1 After these things the word of the Lord came to Abram in a vision: “Fear not, Abram, I am your shield; your reward shall be very great.” But Abram said, “O Lord God, what will you give me, for I continue childless, and the heir of my house is Eliezer of Damascus?” And Abram said, “Behold, you have given me no offspring, and a member of my household will be my heir.” And behold, the word of the Lord came to him: “This man shall not be your heir; your very own sonshall be your heir.” And he brought him outside and said, “Look toward heaven, and number the stars, if you are able to number them.” Then he said to him, “So shall your offspring be.” And he believed the Lord, and he counted it to him as righteousness. And he said to him, “I am the Lord who brought you out from Ur of the Chaldeans to give you this land to possess.” But he said, “O Lord God, how am I to know that I shall possess it?” He said to him, “Bring me a heifer three years old, a female goat three years old, a ram three years old, a turtledove, and a young pigeon.” 10 And he brought him all these, cut them in half, and laid each half over against the other. But he did not cut the birds in half. 11 And when birds of prey came down on the carcasses, Abram drove them away. 12 As the sun was going down, a deep sleep fell on Abram. And behold, dreadful and great darkness fell upon him. 13 Then the Lord said to Abram, “Know for certain that your offspring will be sojourners in a land that is not theirs and will be servants there, and they will be afflicted for four hundred years. 14 But I will bring judgment on the nation that they serve, and afterward they shall come out with great possessions. 15 As for you, you shall go to your fathers in peace; you shall be buried in a good old age. 16 And they shall come back here in the fourth generation, for the iniquity of the Amorites is not yet complete.” 17 When the sun had gone down and it was dark, behold, a smoking fire pot and a flaming torch passed between these pieces. 18 On that day the Lord made a covenant with Abram, saying, “To your offspring I give this land, from the river of Egypt to the great river, the river Euphrates, 19 the land of the Kenites, the Kenizzites, the Kadmonites, 20 the Hittites, the Perizzites, the Rephaim, 21 the Amorites, the Canaanites, the Girgashites and the Jebusites.”

I remember a lot of preacher stories from when I was a kid in church. I am referring to stories that were (I would later discover) repeated in churches all around the Bible belt because of their special evocative force and illustrative power. One of the great disillusionments of growing up in the Bible belt, by the way, is discovering how many of these stories you heard were not actually true! Even so, one of my favorites turned out to be true after all.

I probably heard a dozen times growing up the story of the tightrope walker who walked over Niagara Falls. He walked back and forth a number of times and did a number of tricks along the way. The people cheered wildly. Then he pushed a wheelbarrow back and forth across Niagara Falls. The people, again, cheered wildly! Then he asked, “Who here thinks that I could push a person in this wheelbarrow across the falls?” The crowd jubilantly expressed its faith in such an idea through loud cheering. But then he asked, “Wonderful! Now who would like to volunteer to ride in the wheelbarrow?” Then…dead silence. Complete silence!

The point of this wonderful story was clear: it is one thing to have faith and another to truly trust. Many believe in an idea but they stop short of staking their lives on that idea.

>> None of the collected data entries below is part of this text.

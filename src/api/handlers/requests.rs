//! Request workflow handlers.

use std::sync::Arc;

use axum::extract::State;
use axum::http::StatusCode;
use axum::Json;
use serde::Deserialize;

use crate::api::{
    ApiJson, ApiPath, ApiQuery, ApiResponse, ApiResult, ApiState, CurrentUser,
};
use crate::error::{Error, Result};
use crate::model::{BookRequest, RequestFilter, RequestStatus, RequestWithBook};
use crate::requests;

#[derive(Deserialize)]
pub struct ListParams {
    pub status: Option<String>,

    #[serde(alias = "userId")]
    pub user_id: Option<i64>,
}

#[derive(Deserialize)]
pub struct CreateRequestBody {
    #[serde(alias = "bookId")]
    pub book_id: i64,

    #[serde(default, alias = "message")]
    pub notes: Option<String>,
}

#[derive(Deserialize)]
pub struct UpdateRequestBody {
    pub status: String,

    #[serde(default, alias = "rejectionReason")]
    pub rejection_reason: Option<String>,
}

fn parse_status(raw: &str) -> Result<RequestStatus> {
    raw.trim().to_lowercase().parse().map_err(Error::InvalidInput)
}

pub async fn list_requests(
    State(state): State<Arc<ApiState>>,
    CurrentUser(user): CurrentUser,
    ApiQuery(params): ApiQuery<ListParams>,
) -> ApiResult<Vec<RequestWithBook>> {
    let status = params
        .status
        .as_deref()
        .filter(|s| !s.trim().is_empty())
        .map(parse_status)
        .transpose()?;

    let filter = RequestFilter {
        user_id: params.user_id,
        status,
    };

    Ok(ApiResponse::ok(requests::list(&state.store, &user, filter)?))
}

pub async fn create_request(
    State(state): State<Arc<ApiState>>,
    CurrentUser(user): CurrentUser,
    ApiJson(body): ApiJson<CreateRequestBody>,
) -> Result<(StatusCode, Json<ApiResponse<BookRequest>>)> {
    let request = requests::create(&state.store, &state.notifier, &user, body.book_id, body.notes)?;

    Ok((
        StatusCode::CREATED,
        ApiResponse::with_message(request, "Request submitted"),
    ))
}

pub async fn get_request(
    State(state): State<Arc<ApiState>>,
    CurrentUser(user): CurrentUser,
    ApiPath(id): ApiPath<i64>,
) -> ApiResult<RequestWithBook> {
    Ok(ApiResponse::ok(requests::get(&state.store, &user, id)?))
}

/// Approve, reject, complete or fail a request.
pub async fn update_request(
    State(state): State<Arc<ApiState>>,
    CurrentUser(user): CurrentUser,
    ApiPath(id): ApiPath<i64>,
    ApiJson(body): ApiJson<UpdateRequestBody>,
) -> ApiResult<BookRequest> {
    if !user.is_admin() {
        return Err(Error::Forbidden("Only admins can change request status".into()));
    }

    let next = parse_status(&body.status)?;
    let request = requests::transition(
        &state.store,
        &state.notifier,
        &user,
        id,
        next,
        body.rejection_reason,
    )?;

    Ok(ApiResponse::with_message(
        request,
        format!("Request {}", next),
    ))
}

pub async fn delete_request(
    State(state): State<Arc<ApiState>>,
    CurrentUser(user): CurrentUser,
    ApiPath(id): ApiPath<i64>,
) -> ApiResult<()> {
    requests::delete(&state.store, &user, id)?;
    Ok(ApiResponse::message("Request deleted"))
}
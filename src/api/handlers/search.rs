//! Readarr search and add handlers.

use std::sync::Arc;

use axum::extract::State;
use axum::http::StatusCode;
use axum::Json;
use serde::Deserialize;

use crate::api::{ApiJson, ApiQuery, ApiResponse, ApiResult, ApiState, CurrentUser};
use crate::error::{Error, Result};
use crate::linking;
use crate::model::Book;
use crate::readarr::Candidate;

#[derive(Deserialize)]
pub struct SearchParams {
    pub query: Option<String>,
}

#[derive(Deserialize)]
pub struct DetailsParams {
    #[serde(rename = "foreignBookId")]
    pub foreign_book_id: Option<String>,
}

/// Search Readarr by title or author.
pub async fn search(
    State(state): State<Arc<ApiState>>,
    _user: CurrentUser,
    ApiQuery(params): ApiQuery<SearchParams>,
) -> ApiResult<Vec<Candidate>> {
    let query = params.query.unwrap_or_default();
    if query.trim().is_empty() {
        return Err(Error::InvalidQuery);
    }

    let results = state.readarr.lookup(&query).await?;
    Ok(ApiResponse::ok(results))
}

/// Detailed Readarr record for one Goodreads id.
pub async fn book_details(
    State(state): State<Arc<ApiState>>,
    _user: CurrentUser,
    ApiQuery(params): ApiQuery<DetailsParams>,
) -> ApiResult<Candidate> {
    let foreign_id = params
        .foreign_book_id
        .map(|id| id.trim().to_string())
        .filter(|id| !id.is_empty())
        .ok_or_else(|| Error::InvalidInput("foreignBookId is required".into()))?;

    let details = state.readarr.lookup_details(&foreign_id).await?;
    Ok(ApiResponse::ok(details))
}

/// Add a picked candidate to Readarr and the local library.
pub async fn add_book(
    State(state): State<Arc<ApiState>>,
    CurrentUser(user): CurrentUser,
    ApiJson(candidate): ApiJson<Candidate>,
) -> Result<(StatusCode, Json<ApiResponse<Book>>)> {
    let book = linking::link_or_create(
        &state.store,
        &state.readarr,
        &state.notifier,
        &candidate,
        user.id,
    )
    .await?;

    Ok((
        StatusCode::CREATED,
        ApiResponse::with_message(book, "Book added to Readarr"),
    ))
}
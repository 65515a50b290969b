//! Domain types shared by the store, the services and the API.

pub mod book;
pub mod request;
pub mod user;

pub use book::{Book, BookStatus, NewBook, UNKNOWN_AUTHOR, UNKNOWN_TITLE};
pub use request::{BookRequest, BookSummary, RequestFilter, RequestStatus, RequestWithBook};
pub use user::{NewUser, Role, User, UserUpdate};
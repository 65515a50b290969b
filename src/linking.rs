//! Linking Readarr candidates to local books.
//!
//! A candidate is keyed locally by its Readarr id. The local row is only
//! written after Readarr accepted the add, so a failed add leaves no
//! trace here.

use tracing::info;

use crate::error::{Error, Result};
use crate::model::{Book, BookStatus, NewBook};
use crate::notify::{Audience, Level, Notification, NotificationKind, Notifier};
use crate::readarr::{Candidate, ReadarrClient};
use crate::store::LibraryStore;

/// Add `candidate` to Readarr and record it locally for `actor_id`.
pub async fn link_or_create(
    store: &LibraryStore,
    readarr: &ReadarrClient,
    notifier: &Notifier,
    candidate: &Candidate,
    actor_id: i64,
) -> Result<Book> {
    let key = candidate.local_key();

    if store.get_book_by_foreign_id(&key)?.is_some() {
        return Err(Error::DuplicateBook(key));
    }

    readarr.add_to_library(candidate).await?;

    let book = store.create_book(NewBook {
        title: candidate.title.clone(),
        author: candidate.author_name(),
        status: BookStatus::Wanted,
        foreign_book_id: Some(key),
        image_url: candidate.remote_cover.clone(),
    })?;

    info!(
        book_id = book.id,
        foreign_book_id = ?book.foreign_book_id,
        title = %book.title,
        "Book added to library"
    );

    notifier.publish(Notification::new(
        Audience::User(actor_id),
        NotificationKind::BookAdded,
        Level::Success,
        format!("\"{}\" was added to your library", book.title),
    ));

    Ok(book)
}

#[cfg(test)]
mod tests {
    use serde_json::json;

    use super::*;
    use crate::model::UNKNOWN_AUTHOR;
    use crate::testing::MockReadarr;

    fn candidate(value: serde_json::Value) -> Candidate {
        serde_json::from_value(value).unwrap()
    }

    fn dune() -> Candidate {
        candidate(json!({
            "id": 42,
            "title": "Dune",
            "author": {"id": 7, "authorName": "Frank Herbert"},
            "remoteCover": "http://covers/dune.jpg"
        }))
    }

    #[tokio::test]
    async fn test_link_creates_wanted_book() {
        let mock = MockReadarr::start().await;
        let store = LibraryStore::open_in_memory().unwrap();
        let notifier = Notifier::default();
        let mut rx = notifier.subscribe();

        let book = link_or_create(&store, &mock.client(), &notifier, &dune(), 1)
            .await
            .unwrap();

        assert_eq!(book.status, BookStatus::Wanted);
        assert_eq!(book.foreign_book_id.as_deref(), Some("42"));
        assert_eq!(book.author, "Frank Herbert");
        assert_eq!(book.image_url.as_deref(), Some("http://covers/dune.jpg"));
        assert_eq!(mock.added().len(), 1);

        let note = rx.recv().await.unwrap();
        assert_eq!(note.kind, NotificationKind::BookAdded);
        assert_eq!(note.audience, Audience::User(1));
    }

    #[tokio::test]
    async fn test_second_link_is_duplicate_and_skips_upstream() {
        let mock = MockReadarr::start().await;
        let store = LibraryStore::open_in_memory().unwrap();
        let notifier = Notifier::default();
        let client = mock.client();

        link_or_create(&store, &client, &notifier, &dune(), 1).await.unwrap();
        let err = link_or_create(&store, &client, &notifier, &dune(), 1)
            .await
            .unwrap_err();

        assert!(matches!(err, Error::DuplicateBook(ref key) if key == "42"));
        assert_eq!(mock.added().len(), 1);
        assert_eq!(store.count_books().unwrap(), 1);
    }

    #[tokio::test]
    async fn test_rejected_add_writes_nothing() {
        let mock = MockReadarr::start().await;
        mock.reject_adds(400, "Invalid root folder");
        let store = LibraryStore::open_in_memory().unwrap();

        let err = link_or_create(&store, &mock.client(), &Notifier::default(), &dune(), 1)
            .await
            .unwrap_err();

        match err {
            Error::UpstreamRejected { status, body } => {
                assert_eq!(status, 400);
                assert_eq!(body, "Invalid root folder");
            }
            other => panic!("unexpected error: {other:?}"),
        }
        assert_eq!(store.count_books().unwrap(), 0);
    }

    #[tokio::test]
    async fn test_missing_author_id_writes_nothing() {
        let mock = MockReadarr::start().await;
        let store = LibraryStore::open_in_memory().unwrap();
        let orphan = candidate(json!({"id": 9, "title": "Orphan", "author": {"authorName": "Someone"}}));

        let err = link_or_create(&store, &mock.client(), &Notifier::default(), &orphan, 1)
            .await
            .unwrap_err();

        assert!(matches!(err, Error::MissingAuthorMetadata));
        assert!(mock.added().is_empty());
        assert_eq!(store.count_books().unwrap(), 0);
    }

    #[tokio::test]
    async fn test_nameless_author_falls_back() {
        let mock = MockReadarr::start().await;
        let store = LibraryStore::open_in_memory().unwrap();
        let nameless = candidate(json!({"id": 10, "title": "Anonymous", "author": {"id": 3, "authorName": "  "}}));

        let book = link_or_create(&store, &mock.client(), &Notifier::default(), &nameless, 1)
            .await
            .unwrap();

        assert_eq!(book.author, UNKNOWN_AUTHOR);
    }

    #[tokio::test]
    async fn test_upstream_down_writes_nothing() {
        let mock = MockReadarr::start().await;
        mock.fail_with(502);
        let store = LibraryStore::open_in_memory().unwrap();

        let err = link_or_create(&store, &mock.client(), &Notifier::default(), &dune(), 1)
            .await
            .unwrap_err();

        assert!(matches!(err, Error::UpstreamRejected { status: 502, .. }));
        assert_eq!(store.count_books().unwrap(), 0);
    }
}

Again, it turns out this story was true! The man was Charles Blondin and his feats in walking over Niagara are simply amazing. Smithsonian.com reports that:

He crossed at night, a locomotive headlight affixed to either [end] of the cable. He crossed with his body in shackles. He crossed carrying a table and chair, stopping in the middle to try to sit down and prop up his legs. The chair tumbled into the water. Blondin nearly followed but regained his composure. He sat down on the cable and ate a piece of cake, washed down with champagne. In his most famous exploit, he carried a stove and utensils on his back, walked to the center of the cable, started a fire and cooked an omelet. When it was ready, he lowered the breakfast to passengers on deck of the Maid of the Mist…By the time he gave his final performance, in 1896, it was estimated that Blondin had crossed Niagara Falls 300 times and walked more than 10,000 miles on his rope. He died of complications from diabetes the following year. In nearly 73 years on this earth, he never had life insurance. No one, he’d always joked, would take the risk.[1]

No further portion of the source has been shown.